Each line of the material below with the word "TypeConversionError" is to be reported.

===

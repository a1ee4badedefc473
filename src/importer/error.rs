// ==========================================
// 门店销售分析系统 - 导入模块错误类型
// ==========================================
// 工具: thiserror 派生宏
// ==========================================

use thiserror::Error;

/// 导入模块错误类型
#[derive(Error, Debug)]
pub enum ImportError {
    // ===== 文件相关错误 =====
    #[error("文件不存在: {0}")]
    FileNotFound(String),

    #[error("文件格式不支持: {0}（仅支持 .xlsx/.xls/.ods 工作簿或 CSV 目录）")]
    UnsupportedFormat(String),

    #[error("文件读取失败: {0}")]
    FileReadError(String),

    #[error("Excel 解析失败: {0}")]
    ExcelParseError(String),

    #[error("CSV 解析失败: {0}")]
    CsvParseError(String),

    #[error("工作表不存在: {table}（可用: {available}）")]
    SheetNotFound { table: String, available: String },

    // ===== 数据映射错误 =====
    #[error("缺少必填列 (表 {table}): {column}")]
    MissingColumn { table: String, column: String },

    #[error("类型转换失败 (行 {row}, 字段 {field}): {message}")]
    TypeConversionError {
        row: usize,
        field: String,
        message: String,
    },

    // ===== 数据质量错误 =====
    #[error("数据质量校验未通过 ({errors} 个错误): {summary}")]
    ValidationFailed { errors: usize, summary: String },
}

// 实现 From<std::io::Error>
impl From<std::io::Error> for ImportError {
    fn from(err: std::io::Error) -> Self {
        ImportError::FileReadError(err.to_string())
    }
}

// 实现 From<csv::Error>
impl From<csv::Error> for ImportError {
    fn from(err: csv::Error) -> Self {
        ImportError::CsvParseError(err.to_string())
    }
}

// 实现 From<calamine::Error>
impl From<calamine::Error> for ImportError {
    fn from(err: calamine::Error) -> Self {
        ImportError::ExcelParseError(err.to_string())
    }
}

/// Result 类型别名
pub type ImportResult<T> = Result<T, ImportError>;
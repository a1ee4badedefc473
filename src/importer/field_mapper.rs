// ==========================================
// 门店销售分析系统 - 字段映射器实现
// ==========================================
// 职责: 源列名 (希伯来语原表头 / 英文别名) → 领域字段 + 类型转换
// 规则: 空单元格 = 缺值; 周期数据对两侧都缺 → None, 单侧缺 → NaN
// ==========================================

use crate::domain::product::{Product, SalesFact};
use crate::domain::quality::DqTable;
use crate::domain::store::{PeriodCapabilities, PeriodPair, Store};
use crate::domain::types::PeriodKind;
use crate::importer::error::{ImportError, ImportResult};
use crate::importer::file_parser::{RawRow, RawTable};

// ==========================================
// 列名别名表
// ==========================================
pub mod columns {
    // 门店表
    pub const STORE_ID: &[&str] = &["מזהה", "store_id", "id"];
    pub const STORE_NAME: &[&str] = &["שם חנות", "store_name", "name"];
    pub const CITY: &[&str] = &["עיר", "city"];

    // 商品表
    pub const PRODUCT_ID: &[&str] = &["מזהה", "product_id", "id"];
    pub const PRODUCT_NAME: &[&str] = &["מוצר", "product_name", "name"];
    pub const CATEGORY: &[&str] = &["סיווג", "category"];

    // 销售事实表
    pub const FACT_STORE_ID: &[&str] = &["מזהה_חנות", "store_id"];
    pub const FACT_PRODUCT_ID: &[&str] = &["מזהה_מוצר", "product_id"];
    pub const FACT_STORE_NAME: &[&str] = &["שם_חנות", "שם חנות", "store_name"];
    pub const FACT_PRODUCT_NAME: &[&str] = &["מוצר", "product_name"];

    // 周期数据对 (上期, 本期)
    pub const ANNUAL: (&[&str], &[&str]) = (
        &["שנה1", "annual_previous", "year1"],
        &["שנה2", "annual_current", "year2"],
    );
    pub const HALF_YEAR: (&[&str], &[&str]) = (
        &["6v6_H1", "half_year_previous", "h1"],
        &["6v6_H2", "half_year_current", "h2"],
    );
    pub const QUARTER_YOY: (&[&str], &[&str]) = (
        &["3v3_שנה1", "quarter_yoy_previous"],
        &["3v3_שנה2", "quarter_yoy_current"],
    );
    pub const QUARTER_SEQ: (&[&str], &[&str]) = (
        &["3v3_Q2", "quarter_seq_previous", "q2"],
        &["3v3_Q3", "quarter_seq_current", "q3"],
    );
    pub const BIMONTHLY: (&[&str], &[&str]) = (
        &["2v2_קודם", "bimonthly_previous"],
        &["2v2_אחרון", "bimonthly_current"],
    );
}

/// 周期对应的列别名
pub fn period_columns(kind: PeriodKind) -> (&'static [&'static str], &'static [&'static str]) {
    match kind {
        PeriodKind::Annual => columns::ANNUAL,
        PeriodKind::HalfYear => columns::HALF_YEAR,
        PeriodKind::QuarterYoy => columns::QUARTER_YOY,
        PeriodKind::QuarterSeq => columns::QUARTER_SEQ,
        PeriodKind::Bimonthly => columns::BIMONTHLY,
    }
}

pub struct FieldMapper;

impl FieldMapper {
    // ==========================================
    // 表级检查
    // ==========================================

    /// 从门店表表头识别周期能力 (数据对两列都存在才算具备)
    pub fn detect_capabilities(&self, headers: &[String]) -> PeriodCapabilities {
        let has_pair = |kind: PeriodKind| {
            let (previous, current) = period_columns(kind);
            has_column(headers, previous) && has_column(headers, current)
        };

        PeriodCapabilities {
            half_year: has_pair(PeriodKind::HalfYear),
            quarter_yoy: has_pair(PeriodKind::QuarterYoy),
            quarter_seq: has_pair(PeriodKind::QuarterSeq),
            bimonthly: has_pair(PeriodKind::Bimonthly),
        }
    }

    /// 必填列检查
    pub fn check_required_columns(&self, table: DqTable, raw: &RawTable) -> ImportResult<()> {
        let required: &[&[&str]] = match table {
            DqTable::Stores => &[
                columns::STORE_ID,
                columns::STORE_NAME,
                columns::ANNUAL.0,
                columns::ANNUAL.1,
            ],
            DqTable::Products => &[
                columns::PRODUCT_ID,
                columns::PRODUCT_NAME,
                columns::ANNUAL.0,
                columns::ANNUAL.1,
            ],
            DqTable::Sales => &[
                columns::FACT_STORE_ID,
                columns::FACT_PRODUCT_ID,
                columns::ANNUAL.0,
                columns::ANNUAL.1,
            ],
        };

        for aliases in required {
            if !has_column(&raw.headers, aliases) {
                return Err(ImportError::MissingColumn {
                    table: table.to_string(),
                    column: aliases.join(" / "),
                });
            }
        }
        Ok(())
    }

    // ==========================================
    // 行映射
    // ==========================================

    pub fn map_store(&self, row: &RawRow) -> ImportResult<Store> {
        let store_id = self.parse_id(row, columns::STORE_ID)?;
        let mut store = Store::new(
            store_id,
            self.get_string(row, columns::STORE_NAME).unwrap_or_default(),
            self.parse_pair(row, PeriodKind::Annual)?.unwrap_or(PeriodPair::new(f64::NAN, f64::NAN)),
        );
        store.city = self.get_string(row, columns::CITY);
        store.half_year = self.parse_pair(row, PeriodKind::HalfYear)?;
        store.quarter_yoy = self.parse_pair(row, PeriodKind::QuarterYoy)?;
        store.quarter_seq = self.parse_pair(row, PeriodKind::QuarterSeq)?;
        store.bimonthly = self.parse_pair(row, PeriodKind::Bimonthly)?;
        Ok(store)
    }

    pub fn map_product(&self, row: &RawRow) -> ImportResult<Product> {
        let mut product = Product::new(
            self.parse_id(row, columns::PRODUCT_ID)?,
            self.get_string(row, columns::PRODUCT_NAME).unwrap_or_default(),
            self.parse_pair(row, PeriodKind::Annual)?.unwrap_or_default(),
        );
        product.category = self.get_string(row, columns::CATEGORY);
        Ok(product)
    }

    pub fn map_fact(&self, row: &RawRow) -> ImportResult<SalesFact> {
        let mut fact = SalesFact::new(
            self.parse_id(row, columns::FACT_STORE_ID)?,
            self.parse_id(row, columns::FACT_PRODUCT_ID)?,
            self.parse_pair(row, PeriodKind::Annual)?.unwrap_or_default(),
        );
        fact.product_name = self.get_string(row, columns::FACT_PRODUCT_NAME);
        fact.category = self.get_string(row, columns::CATEGORY);
        fact.store_name = self.get_string(row, columns::FACT_STORE_NAME);
        fact.city = self.get_string(row, columns::CITY);
        fact.half_year = self.parse_pair(row, PeriodKind::HalfYear)?;
        fact.quarter_yoy = self.parse_pair(row, PeriodKind::QuarterYoy)?;
        fact.bimonthly = self.parse_pair(row, PeriodKind::Bimonthly)?;
        Ok(fact)
    }

    // ==========================================
    // 字段提取
    // ==========================================

    /// 提取字符串字段（空值返回 None），按别名顺序尝试
    fn get_string(&self, row: &RawRow, aliases: &[&str]) -> Option<String> {
        aliases
            .iter()
            .filter_map(|alias| row.values.get(*alias))
            .map(|v| v.trim())
            .find(|v| !v.is_empty())
            .map(|v| v.to_string())
    }

    /// 解析ID (Excel 数值单元格可能带 ".0")
    fn parse_id(&self, row: &RawRow, aliases: &[&str]) -> ImportResult<i64> {
        let value = self.get_string(row, aliases).ok_or_else(|| {
            ImportError::TypeConversionError {
                row: row.row_number,
                field: aliases[0].to_string(),
                message: "主键为空".to_string(),
            }
        })?;

        value
            .parse::<i64>()
            .ok()
            .or_else(|| {
                value
                    .parse::<f64>()
                    .ok()
                    .filter(|f| f.fract() == 0.0 && f.is_finite())
                    .map(|f| f as i64)
            })
            .ok_or_else(|| ImportError::TypeConversionError {
                row: row.row_number,
                field: aliases[0].to_string(),
                message: format!("无法解析为整数ID: {}", value),
            })
    }

    /// 解析浮点数 (允许千分位逗号; "NaN"/"inf" 等非有限值视为无法解析)
    fn parse_f64(&self, row: &RawRow, aliases: &[&str]) -> ImportResult<Option<f64>> {
        match self.get_string(row, aliases) {
            None => Ok(None),
            Some(value) => value
                .replace(',', "")
                .parse::<f64>()
                .ok()
                .filter(|f| f.is_finite())
                .map(Some)
                .ok_or_else(|| ImportError::TypeConversionError {
                    row: row.row_number,
                    field: aliases[0].to_string(),
                    message: format!("无法解析为数值: {}", value),
                }),
        }
    }

    /// 解析周期数据对
    fn parse_pair(&self, row: &RawRow, kind: PeriodKind) -> ImportResult<Option<PeriodPair>> {
        let (previous_aliases, current_aliases) = period_columns(kind);
        let previous = self.parse_f64(row, previous_aliases)?;
        let current = self.parse_f64(row, current_aliases)?;

        Ok(match (previous, current) {
            (None, None) => None,
            (p, c) => Some(PeriodPair::new(
                p.unwrap_or(f64::NAN),
                c.unwrap_or(f64::NAN),
            )),
        })
    }
}

fn has_column(headers: &[String], aliases: &[&str]) -> bool {
    aliases.iter().any(|alias| headers.iter().any(|h| h == alias))
}
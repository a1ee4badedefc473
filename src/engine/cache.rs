// ==========================================
// 门店销售分析系统 - 分析结果缓存
// ==========================================
// 缓存键: (数据集版本, 阈值指纹, 渗透率下限, 展示条数)
// 红线: 键的任一部分变化 → 未命中,重新计算
// 容量: 条目数有上限,超出时淘汰最早写入的快照
// ==========================================

use crate::config::AnalysisSettings;
use crate::domain::dataset::Dataset;
use crate::engine::orchestrator::{AnalyticsOrchestrator, AnalyticsReport};
use std::collections::{HashMap, VecDeque};
use std::sync::Arc;
use tracing::debug;

#[derive(Debug, Clone, PartialEq, Eq, Hash)]
struct CacheKey {
    dataset_version: String,
    thresholds: [u64; 8],
    min_penetration: u64,
    display_limit: usize,
}

impl CacheKey {
    fn new(dataset: &Dataset, settings: &AnalysisSettings) -> Self {
        Self {
            dataset_version: dataset.version.clone(),
            thresholds: settings.thresholds.fingerprint(),
            min_penetration: settings.min_penetration.to_bits(),
            display_limit: settings.display_limit,
        }
    }
}

/// 默认容量 (快照数)
pub const DEFAULT_CACHE_CAPACITY: usize = 8;

pub struct ReportCache {
    entries: HashMap<CacheKey, Arc<AnalyticsReport>>,
    order: VecDeque<CacheKey>, // 写入顺序,队首最早
    capacity: usize,
}

impl Default for ReportCache {
    fn default() -> Self {
        Self::with_capacity(DEFAULT_CACHE_CAPACITY)
    }
}

impl ReportCache {
    pub fn new() -> Self {
        Self::default()
    }

    /// 指定容量 (至少 1)
    pub fn with_capacity(capacity: usize) -> Self {
        Self {
            entries: HashMap::new(),
            order: VecDeque::new(),
            capacity: capacity.max(1),
        }
    }

    pub fn capacity(&self) -> usize {
        self.capacity
    }

    /// 命中则返回缓存快照,否则执行一次分析并写入
    pub fn get_or_run(
        &mut self,
        dataset: &Dataset,
        settings: &AnalysisSettings,
    ) -> Arc<AnalyticsReport> {
        let key = CacheKey::new(dataset, settings);
        if let Some(report) = self.entries.get(&key) {
            debug!(version = %dataset.version, "分析缓存命中");
            return Arc::clone(report);
        }

        debug!(version = %dataset.version, "分析缓存未命中");
        let report = Arc::new(AnalyticsOrchestrator::new(*settings).run(dataset));

        while self.entries.len() >= self.capacity {
            let Some(oldest) = self.order.pop_front() else {
                break;
            };
            self.entries.remove(&oldest);
            debug!(version = %oldest.dataset_version, "分析缓存淘汰");
        }

        self.order.push_back(key.clone());
        self.entries.insert(key, Arc::clone(&report));
        report
    }

    /// 移除某个数据集版本的全部缓存
    pub fn invalidate_dataset(&mut self, dataset_version: &str) {
        self.entries
            .retain(|key, _| key.dataset_version != dataset_version);
        self.order
            .retain(|key| key.dataset_version != dataset_version);
    }

    pub fn clear(&mut self) {
        self.entries.clear();
        self.order.clear();
    }

    pub fn len(&self) -> usize {
        self.entries.len()
    }

    pub fn is_empty(&self) -> bool {
        self.entries.is_empty()
    }
}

===

Written answer:
    TypeConversionError {
            ImportError::TypeConversionError {
            .ok_or_else(|| ImportError::TypeConversionError {
                .ok_or_else(|| ImportError::TypeConversionError {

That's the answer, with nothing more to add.